What you need to do —
The listing below must be reproduced in full, exactly as written.

Records to use —
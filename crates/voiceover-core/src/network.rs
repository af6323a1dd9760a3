//! Network reachability probing.

use crate::error::{VoiceoverError, VoiceoverResult};
use async_trait::async_trait;
use reqwest::Url;
use std::time::Duration;
use tokio::net::TcpStream;
use tracing::debug;

/// Answers "is the network usable right now?"
#[cfg_attr(test, mockall::automock)]
#[async_trait]
pub trait NetworkProbe: Send + Sync {
    /// Whether the remote side is reachable; failures count as unreachable
    async fn is_connected(&self) -> bool;
}

/// Probe that opens a TCP connection to a fixed `host:port`
#[derive(Debug, Clone)]
pub struct TcpProbe {
    target: String,
    timeout: Duration,
}

impl TcpProbe {
    /// Probe `target` (`host:port`)
    #[must_use]
    pub fn new(target: impl Into<String>, timeout: Duration) -> Self {
        Self {
            target: target.into(),
            timeout,
        }
    }

    /// Probe the host and port of `url`
    ///
    /// # Errors
    ///
    /// Returns an error if the URL cannot be parsed or names no host
    pub fn from_url(url: &str, timeout: Duration) -> VoiceoverResult<Self> {
        let parsed = Url::parse(url)
            .map_err(|e| VoiceoverError::configuration(format!("Invalid URL '{url}': {e}")))?;
        let host = parsed
            .host_str()
            .ok_or_else(|| VoiceoverError::configuration(format!("URL '{url}' has no host")))?;
        let port = parsed
            .port_or_known_default()
            .ok_or_else(|| VoiceoverError::configuration(format!("URL '{url}' has no port")))?;

        Ok(Self::new(format!("{host}:{port}"), timeout))
    }

    /// `host:port` being probed
    #[must_use]
    pub fn target(&self) -> &str {
        &self.target
    }
}

#[async_trait]
impl NetworkProbe for TcpProbe {
    async fn is_connected(&self) -> bool {
        match tokio::time::timeout(self.timeout, TcpStream::connect(&self.target)).await {
            Ok(Ok(_)) => true,
            Ok(Err(e)) => {
                debug!("Reachability probe to {} failed: {}", self.target, e);
                false
            }
            Err(_) => {
                debug!("Reachability probe to {} timed out", self.target);
                false
            }
        }
    }
}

Answer to this task —
filename crates/voiceover-core/src/network.rs
repository af6323a1dd9760a3
//! Network reachability probing.

use crate::error::{VoiceoverError, VoiceoverResult};
use async_trait::async_trait;
use reqwest::Url;
use std::time::Duration;
use tokio::net::TcpStream;
use tracing::debug;

/// Answers "is the network usable right now?"
#[cfg_attr(test, mockall::automock)]
#[async_trait]
pub trait NetworkProbe: Send + Sync {
    /// Whether the remote side is reachable; failures count as unreachable
    async fn is_connected(&self) -> bool;
}

/// Probe that opens a TCP connection to a fixed `host:port`
#[derive(Debug, Clone)]
pub struct TcpProbe {
    target: String,
    timeout: Duration,
}

impl TcpProbe {
    /// Probe `target` (`host:port`)
    #[must_use]
    pub fn new(target: impl Into<String>, timeout: Duration) -> Self {
        Self {
            target: target.into(),
            timeout,
        }
    }

    /// Probe the host and port of `url`
    ///
    /// # Errors
    ///
    /// Returns an error if the URL cannot be parsed or names no host
    pub fn from_url(url: &str, timeout: Duration) -> VoiceoverResult<Self> {
        let parsed = Url::parse(url)
            .map_err(|e| VoiceoverError::configuration(format!("Invalid URL '{url}': {e}")))?;
        let host = parsed
            .host_str()
            .ok_or_else(|| VoiceoverError::configuration(format!("URL '{url}' has no host")))?;
        let port = parsed
            .port_or_known_default()
            .ok_or_else(|| VoiceoverError::configuration(format!("URL '{url}' has no port")))?;

        Ok(Self::new(format!("{host}:{port}"), timeout))
    }

    /// `host:port` being probed
    #[must_use]
    pub fn target(&self) -> &str {
        &self.target
    }
}

#[async_trait]
impl NetworkProbe for TcpProbe {
    async fn is_connected(&self) -> bool {
        match tokio::time::timeout(self.timeout, TcpStream::connect(&self.target)).await {
            Ok(Ok(_)) => true,
            Ok(Err(e)) => {
                debug!("Reachability probe to {} failed: {}", self.target, e);
                false
            }
            Err(_) => {
                debug!("Reachability probe to {} timed out", self.target);
                false
            }
        }
    }
}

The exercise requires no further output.